Festival yang digagas Komunitas Literasi Senja itu menjadi ruang belajar alternatif bagi masyarakat sekaligus membuktikan bahwa literasi tidak hanya berkaitan dengan membaca buku, tetapi juga mencakup berbagai aspek kehidupan sehari-hari.

Ketua Umum Komunitas Literasi Senja Rian Haryanto mengatakan CLF 8.0 merupakan upaya untuk mengubah cara pandang masyarakat terhadap literasi agar lebih inklusif dan dekat dengan kehidupan warga.

“Literasi itu bukan cuma soal baca buku. Kalau kamu belajar membaca rasa kopi, memahami cara mengelola uang, atau bahkan mengenal batas tubuhmu lewat olahraga, itu semua literasi. Kami ingin CLF 8.0 jadi bukti bahwa literasi itu milik semua orang,” kata Rian.

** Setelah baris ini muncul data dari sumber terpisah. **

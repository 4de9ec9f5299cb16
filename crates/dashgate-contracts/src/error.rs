//! Error types for the dashgate access flow.
//!
//! All fallible operations in the portal return `DashgateResult<T>`.
//! The taxonomy is deliberately small: a login attempt either hits a broken
//! credential source, fails to match, or trips over the session ledger.

use thiserror::Error;

/// The unified error type for the dashgate crates.
#[derive(Debug, Error)]
pub enum DashgateError {
    /// The credential source is missing, malformed, or produced no usable
    /// records. Blocks every login until the source is fixed.
    #[error("credential configuration error: {reason}")]
    ConfigError { reason: String },

    /// Submitted credentials matched no record.
    ///
    /// Carries no detail about which field mismatched, so a caller cannot
    /// distinguish an unknown email from a wrong password.
    #[error("access denied")]
    AccessDenied,

    /// The session ledger could not persist a row.
    ///
    /// Non-fatal on login: the portal reports it and proceeds. On logout the
    /// ledger swallows it entirely.
    #[error("session ledger write failed: {reason}")]
    AuditWriteFailed { reason: String },
}

/// Convenience alias used throughout the dashgate crates.
pub type DashgateResult<T> = Result<T, DashgateError>;
//! Session ledger row types.
//!
//! `AuditRow` is one session's login/logout timestamp record. Rows are
//! created "open" (logout fields empty) at login, closed at most once at
//! logout, and never deleted. The serialized column names match the ledger
//! file's fixed schema, with `id_sessao` — a generated row identifier —
//! prepended so rows are addressed by identity rather than by position.

use chrono::{DateTime, Local, TimeDelta};
use serde::{Deserialize, Serialize};

use crate::session::LedgerHandle;

/// Date format used for `data_login` / `data_logout`.
pub const DATE_FORMAT: &str = "%Y-%m-%d";

/// Time format used for `hora_login` / `hora_logout`.
pub const TIME_FORMAT: &str = "%H:%M:%S";

/// One row of the session ledger.
///
/// Field order matches the persisted column order. The three logout fields
/// are `None` while the row is open; an empty cell in the file deserializes
/// back to `None`, so open rows survive a reload unchanged.
#[derive(Debug, Clone, PartialEq, Eq, Serialize, Deserialize)]
pub struct AuditRow {
    /// Generated identifier assigned when the row is opened.
    pub id_sessao: LedgerHandle,

    /// Login date, `%Y-%m-%d`.
    pub data_login: String,

    /// Login time, `%H:%M:%S`.
    pub hora_login: String,

    /// The user's display name at login time.
    pub usuario: String,

    /// The user's login email.
    pub email: String,

    /// Logout date, empty until the row is closed.
    pub data_logout: Option<String>,

    /// Logout time, empty until the row is closed.
    pub hora_logout: Option<String>,

    /// Session duration `h:mm:ss`, empty until the row is closed.
    pub tempo_sessao: Option<String>,
}

impl AuditRow {
    /// Build a new open row for a session starting at `start`.
    pub fn open(handle: LedgerHandle, start: DateTime<Local>, usuario: &str, email: &str) -> Self {
        Self {
            id_sessao: handle,
            data_login: start.format(DATE_FORMAT).to_string(),
            hora_login: start.format(TIME_FORMAT).to_string(),
            usuario: usuario.to_string(),
            email: email.to_string(),
            data_logout: None,
            hora_logout: None,
            tempo_sessao: None,
        }
    }

    /// True while the logout fields have not been filled in.
    pub fn is_open(&self) -> bool {
        self.data_logout.is_none() && self.hora_logout.is_none() && self.tempo_sessao.is_none()
    }

    /// Fill the logout fields. The row is considered closed afterwards.
    pub fn close(&mut self, end: DateTime<Local>, elapsed: TimeDelta) {
        self.data_logout = Some(end.format(DATE_FORMAT).to_string());
        self.hora_logout = Some(end.format(TIME_FORMAT).to_string());
        self.tempo_sessao = Some(format_duration(elapsed));
    }
}

/// Format an elapsed duration as `h:mm:ss`.
///
/// Sub-second precision is discarded; negative deltas (clock drift between
/// the in-memory start time and the ledger's wall clock) clamp to `0:00:00`.
/// Hours are unpadded and keep counting past 24.
pub fn format_duration(elapsed: TimeDelta) -> String {
    let total = elapsed.num_seconds().max(0);
    format!("{}:{:02}:{:02}", total / 3600, (total % 3600) / 60, total % 60)
}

Ia menjelaskan festival tahun ini menghadirkan beragam kegiatan seperti CLF Cup Taster Championship 2026, Caruban Literasi Night Run, hingga gelar wicara literasi keuangan yang melibatkan Bank Indonesia, Bank BJB, OJK, dan Pegadaian.

Menurut dia, keberagaman kegiatan tersebut menjadi strategi untuk mendekatkan literasi kepada masyarakat dari berbagai latar belakang, termasuk kalangan anak muda dan pelaku ekonomi kreatif.

Rian menuturkan perjalanan menjaga eksistensi Literasi Senja selama delapan tahun tidak selalu mudah. Pada awalnya, komunitas tersebut dibangun untuk menciptakan ruang belajar di luar sekolah bagi warga Cirebon dengan dukungan yang terbatas.

Namun, konsistensi gerakan tersebut akhirnya membuahkan hasil melalui sinergi dengan Pemerintah Kota Cirebon. Kehadiran Wali Kota Cirebon dan Bunda Literasi Kota Cirebon dalam CLF 8.0 menjadi bentuk pengakuan atas dampak yang telah dibangun komunitas tersebut.

Tema “Merawat Literasi, Menumbuhkan Peradaban” yang diusung tahun ini, lanjut Rian, menjadi refleksi dari visi jangka panjang untuk membangun ekosistem literasi yang berkelanjutan di Kota Cirebon.

“Delapan tahun itu penuh cerita. Kami bertahan karena kami tahu Cirebon layak punya ruang belajar yang hidup dan tidak berhenti di ruang kelas,” ujarnya.

Acara puncak CLF 8.0 ditutup dengan perayaan ulang tahun kedelapan Komunitas Literasi Senja dan penampilan musik akustik, menandai komitmen mereka untuk terus menjadi motor penggerak pendidikan alternatif dan ekonomi kreatif di Kota Cirebon.